"Der Markt gibt nicht immer sofort die richtige Lösung her"
15.01.2026
Morgen gibt die BBA die erste Neuverpflichtung bekannt. Geschäftsführer Kosta Filippou zur aktuellen Lage und zur Nachverpflichtungsprozedur:
Wie ist deine aktuelle Beurteilung, läuft alles nach Plan?
Das Best Case Szenario ist natürlich, dass alle Spieler gesund bleiben und konstant performen. Das ist über eine komplette Saison aber eher die Ausnahme, daher gehört es dazu, auf Herausforderung zu reagieren und Anpassungen vorzunehmen.
Welche Herausforderungen?
Wir haben das Team bewusst so zusammengestellt: gestandene Spieler gepaart mit jungen Spielern mit Entwicklungspotenzial. Mit Aaron Badibo fällt ein wichtiger Spieler bis Saisonende aus. Dzemal Selimovic ist praktisch seit fünf Wochen wegen Krankheit und Verletzung raus, und er braucht noch einige Zeit. Zusammen bedeutet das 33 Punkte und 14 Rebounds pro Spiel weniger – schwer zu ersetzen.
Hätte man nicht schneller reagieren sollen? Die Verletzung von Badibo liegt fünf Wochen zurück.
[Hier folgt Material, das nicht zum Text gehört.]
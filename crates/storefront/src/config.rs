//! Storefront configuration loaded from environment variables.
//!
//! # Environment Variables
//!
//! All variables are optional:
//! - `STOREFRONT_DATA_DIR` - Directory holding the session slot (default: `.home-of-suits`)
//! - `STOREFRONT_AUTH_LATENCY_MS` - Simulated login/register latency (default: 1000)
//! - `STOREFRONT_CHECKOUT_LATENCY_MS` - Simulated checkout latency (default: 1500)
//! - `GEMINI_API_KEY` - Styling advice API key; unset means the stylist is offline
//! - `GEMINI_MODEL` - Model id (default: `gemini-2.5-flash`)
//! - `GEMINI_BASE_URL` - API base URL (default: `https://generativelanguage.googleapis.com/v1beta/`)
//! - `SENTRY_DSN` - Sentry error tracking DSN

use std::path::PathBuf;
use std::str::FromStr;
use std::time::Duration;

use secrecy::{ExposeSecret, SecretString};
use thiserror::Error;
use url::Url;

const DEFAULT_DATA_DIR: &str = ".home-of-suits";
const DEFAULT_AUTH_LATENCY_MS: u64 = 1_000;
const DEFAULT_CHECKOUT_LATENCY_MS: u64 = 1_500;
const DEFAULT_GEMINI_MODEL: &str = "gemini-2.5-flash";
const DEFAULT_GEMINI_BASE_URL: &str = "https://generativelanguage.googleapis.com/v1beta/";

/// Blocklist of common placeholder patterns (case-insensitive)
const PLACEHOLDER_PATTERNS: &[&str] = &[
    "your-",
    "changeme",
    "replace",
    "placeholder",
    "example",
    "xxx",
    "todo",
    "fixme",
    "insert",
    "enter-",
    "put-your",
    "add-your",
];

/// Configuration errors that can occur during loading.
#[derive(Debug, Error)]
pub enum ConfigError {
    #[error("Invalid environment variable {0}: {1}")]
    InvalidEnvVar(String, String),
}

/// Storefront configuration.
#[derive(Debug, Clone)]
pub struct StorefrontConfig {
    /// Directory holding the persisted session slot
    pub data_dir: PathBuf,
    /// Simulated latency of login and registration
    pub auth_latency: Duration,
    /// Simulated latency of order placement
    pub checkout_latency: Duration,
    /// Styling advice API configuration
    pub gemini: GeminiConfig,
    /// Sentry DSN for error tracking
    pub sentry_dsn: Option<String>,
}

/// Generative-language API configuration.
///
/// Implements `Debug` manually to redact the API key.
#[derive(Clone)]
pub struct GeminiConfig {
    /// API key; `None` puts the stylist in offline mode
    pub api_key: Option<SecretString>,
    /// Model id used for `generateContent`
    pub model: String,
    /// Base URL ending in the API version segment
    pub base_url: Url,
}

impl std::fmt::Debug for GeminiConfig {
    fn fmt(&self, f: &mut std::fmt::Formatter<'_>) -> std::fmt::Result {
        f.debug_struct("GeminiConfig")
            .field("api_key", &self.api_key.as_ref().map(|_| "[REDACTED]"))
            .field("model", &self.model)
            .field("base_url", &self.base_url.as_str())
            .finish()
    }
}

impl Default for StorefrontConfig {
    fn default() -> Self {
        Self {
            data_dir: PathBuf::from(DEFAULT_DATA_DIR),
            auth_latency: Duration::from_millis(DEFAULT_AUTH_LATENCY_MS),
            checkout_latency: Duration::from_millis(DEFAULT_CHECKOUT_LATENCY_MS),
            gemini: GeminiConfig::default(),
            sentry_dsn: None,
        }
    }
}

impl Default for GeminiConfig {
    fn default() -> Self {
        Self {
            api_key: None,
            model: DEFAULT_GEMINI_MODEL.to_string(),
            base_url: default_gemini_base_url(),
        }
    }
}

impl StorefrontConfig {
    /// Load configuration from environment variables.
    ///
    /// Calls `dotenvy::dotenv()` to load from `.env` file if present.
    ///
    /// # Errors
    ///
    /// Returns `ConfigError` if a variable is set but cannot be parsed.
    pub fn from_env() -> Result<Self, ConfigError> {
        // Load .env file if present (ignore errors if not found)
        let _ = dotenvy::dotenv();

        Self::from_source(|key| std::env::var(key).ok())
    }

    /// Load configuration from an arbitrary variable source.
    ///
    /// Empty values count as unset.
    ///
    /// # Errors
    ///
    /// Returns `ConfigError` if a variable is set but cannot be parsed.
    pub fn from_source(lookup: impl Fn(&str) -> Option<String>) -> Result<Self, ConfigError> {
        let get = |key: &str| lookup(key).filter(|v| !v.trim().is_empty());

        let data_dir = get("STOREFRONT_DATA_DIR")
            .map_or_else(|| PathBuf::from(DEFAULT_DATA_DIR), PathBuf::from);
        let auth_latency = Duration::from_millis(parse_or_default(
            "STOREFRONT_AUTH_LATENCY_MS",
            get("STOREFRONT_AUTH_LATENCY_MS"),
            DEFAULT_AUTH_LATENCY_MS,
        )?);
        let checkout_latency = Duration::from_millis(parse_or_default(
            "STOREFRONT_CHECKOUT_LATENCY_MS",
            get("STOREFRONT_CHECKOUT_LATENCY_MS"),
            DEFAULT_CHECKOUT_LATENCY_MS,
        )?);

        let gemini = GeminiConfig {
            api_key: get("GEMINI_API_KEY").and_then(|key| checked_api_key("GEMINI_API_KEY", key)),
            model: get("GEMINI_MODEL").unwrap_or_else(|| DEFAULT_GEMINI_MODEL.to_string()),
            base_url: match get("GEMINI_BASE_URL") {
                Some(raw) => parse_base_url("GEMINI_BASE_URL", &raw)?,
                None => default_gemini_base_url(),
            },
        };

        Ok(Self {
            data_dir,
            auth_latency,
            checkout_latency,
            gemini,
            sentry_dsn: get("SENTRY_DSN"),
        })
    }

    /// Zero-latency configuration, for tests and scripted runs.
    #[must_use]
    pub fn instant() -> Self {
        Self {
            auth_latency: Duration::ZERO,
            checkout_latency: Duration::ZERO,
            ..Self::default()
        }
    }
}

// =============================================================================
// Helper Functions
// =============================================================================

/// Parse a variable, falling back to `default` when unset.
fn parse_or_default<T>(key: &str, value: Option<String>, default: T) -> Result<T, ConfigError>
where
    T: FromStr,
    T::Err: std::fmt::Display,
{
    value.map_or(Ok(default), |raw| {
        raw.trim()
            .parse::<T>()
            .map_err(|e| ConfigError::InvalidEnvVar(key.to_string(), e.to_string()))
    })
}

/// Parse a base URL, ensuring a trailing slash so `Url::join` keeps the
/// version segment.
fn parse_base_url(key: &str, raw: &str) -> Result<Url, ConfigError> {
    let raw = raw.trim();
    let normalized = if raw.ends_with('/') {
        raw.to_string()
    } else {
        format!("{raw}/")
    };
    let url = Url::parse(&normalized)
        .map_err(|e| ConfigError::InvalidEnvVar(key.to_string(), e.to_string()))?;
    if url.cannot_be_a_base() {
        return Err(ConfigError::InvalidEnvVar(
            key.to_string(),
            "must be an absolute http(s) URL".to_string(),
        ));
    }
    Ok(url)
}

fn default_gemini_base_url() -> Url {
    Url::parse(DEFAULT_GEMINI_BASE_URL).expect("default base URL is valid")
}

/// Accept an API key unless it looks like a template placeholder.
fn checked_api_key(var_name: &str, value: String) -> Option<SecretString> {
    let secret = SecretString::from(value);
    if let Some(pattern) = placeholder_pattern(secret.expose_secret()) {
        tracing::warn!(
            variable = var_name,
            pattern,
            "API key looks like a placeholder; styling advice will be offline"
        );
        return None;
    }
    Some(secret)
}

/// Returns the first placeholder pattern contained in `value`.
fn placeholder_pattern(value: &str) -> Option<&'static str> {
    let lower = value.to_lowercase();
    PLACEHOLDER_PATTERNS
        .iter()
        .copied()
        .find(|pattern| lower.contains(pattern))
}

#[cfg(test)]
#[allow(clippy::unwrap_used)]
mod tests {
    use std::collections::HashMap;

    use super::*;

    fn load(vars: &[(&str, &str)]) -> Result<StorefrontConfig, ConfigError> {
        let vars: HashMap<String, String> = vars
            .iter()
            .map(|(k, v)| ((*k).to_string(), (*v).to_string()))
            .collect();
        StorefrontConfig::from_source(|key| vars.get(key).cloned())
    }

    #[test]
    fn test_defaults_when_nothing_is_set() {
        let config = load(&[]).unwrap();
        assert_eq!(config.data_dir, PathBuf::from(".home-of-suits"));
        assert_eq!(config.auth_latency, Duration::from_millis(1000));
        assert_eq!(config.checkout_latency, Duration::from_millis(1500));
        assert!(config.gemini.api_key.is_none());
        assert_eq!(config.gemini.model, "gemini-2.5-flash");
        assert_eq!(
            config.gemini.base_url.as_str(),
            "https://generativelanguage.googleapis.com/v1beta/"
        );
        assert!(config.sentry_dsn.is_none());
    }

    #[test]
    fn test_overrides() {
        let config = load(&[
            ("STOREFRONT_DATA_DIR", "/tmp/hos"),
            ("STOREFRONT_AUTH_LATENCY_MS", "0"),
            ("STOREFRONT_CHECKOUT_LATENCY_MS", " 250 "),
            ("GEMINI_API_KEY", "AIzaSyD3k9Qm2Lr7Tz"),
            ("GEMINI_MODEL", "gemini-2.5-pro"),
            ("GEMINI_BASE_URL", "http://127.0.0.1:8080/v1beta"),
        ])
        .unwrap();

        assert_eq!(config.data_dir, PathBuf::from("/tmp/hos"));
        assert_eq!(config.auth_latency, Duration::ZERO);
        assert_eq!(config.checkout_latency, Duration::from_millis(250));
        assert_eq!(
            config.gemini.api_key.unwrap().expose_secret(),
            "AIzaSyD3k9Qm2Lr7Tz"
        );
        assert_eq!(config.gemini.model, "gemini-2.5-pro");
        assert_eq!(config.gemini.base_url.as_str(), "http://127.0.0.1:8080/v1beta/");
    }

    #[test]
    fn test_invalid_latency_is_rejected() {
        let err = load(&[("STOREFRONT_AUTH_LATENCY_MS", "soon")]).unwrap_err();
        assert!(matches!(err, ConfigError::InvalidEnvVar(ref key, _) if key == "STOREFRONT_AUTH_LATENCY_MS"));

        let err = load(&[("STOREFRONT_CHECKOUT_LATENCY_MS", "-5")]).unwrap_err();
        assert!(matches!(err, ConfigError::InvalidEnvVar(_, _)));
    }

    #[test]
    fn test_invalid_base_url_is_rejected() {
        let err = load(&[("GEMINI_BASE_URL", "not a url")]).unwrap_err();
        assert!(matches!(err, ConfigError::InvalidEnvVar(ref key, _) if key == "GEMINI_BASE_URL"));
    }

    #[test]
    fn test_placeholder_api_key_is_treated_as_absent() {
        let config = load(&[("GEMINI_API_KEY", "your-gemini-key-here")]).unwrap();
        assert!(config.gemini.api_key.is_none());

        let config = load(&[("GEMINI_API_KEY", "   ")]).unwrap();
        assert!(config.gemini.api_key.is_none());
    }

    #[test]
    fn test_placeholder_pattern_detection() {
        assert_eq!(placeholder_pattern("CHANGEME"), Some("changeme"));
        assert_eq!(placeholder_pattern("AIzaSyD3k9Qm2Lr7Tz"), None);
    }

    #[test]
    fn test_gemini_config_debug_redacts_key() {
        let config = GeminiConfig {
            api_key: Some(SecretString::from("super_secret_gemini_key")),
            ..GeminiConfig::default()
        };

        let debug_output = format!("{config:?}");

        assert!(debug_output.contains("gemini-2.5-flash"));
        assert!(debug_output.contains("[REDACTED]"));
        assert!(!debug_output.contains("super_secret_gemini_key"));
    }

    #[test]
    fn test_instant_has_no_latency() {
        let config = StorefrontConfig::instant();
        assert_eq!(config.auth_latency, Duration::ZERO);
        assert_eq!(config.checkout_latency, Duration::ZERO);
    }
}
Natürlich schauen wir nach Verletzungen sofort in den Markt. Aber reagieren heißt für uns nicht schnell jemanden zu verpflichten, sondern den bestmöglich richtigen Spieler zu finden. Das braucht oft Geduld und Timing. In der Zeit erfährt man aber auch, wie das Team Ausfälle als Ganzes kompensieren kann. Das war bisher sehr wechselhaft. Es gab ein starkes Spiel in Salzkotten, gefolgt von einem enttäuschenden Heimauftritt gegen Hamm. Die Spieler, die wir jetzt verpflichten sind also kein Zufall, sondern Ergebnis dieses Prozesses. Die Suche auf einem besonderen Spielermarkt der Local Player oder solche mit EU- oder Cotonou-Status mit hoher Qualität ist ohnehin sehr anspruchsvoll.
Ist die Suche beendet?
Vielleicht, vielleicht auch nicht. Morgen stellen wir eine Neuverpflichtung vor, und zeitnah eine weitere. Unser Fokus liegt jetzt klar darauf, die beiden neuen Spieler gut zu integrieren und sportlich einzuordnen. Alles weitere bewerten wir wie immer situationsabhängig.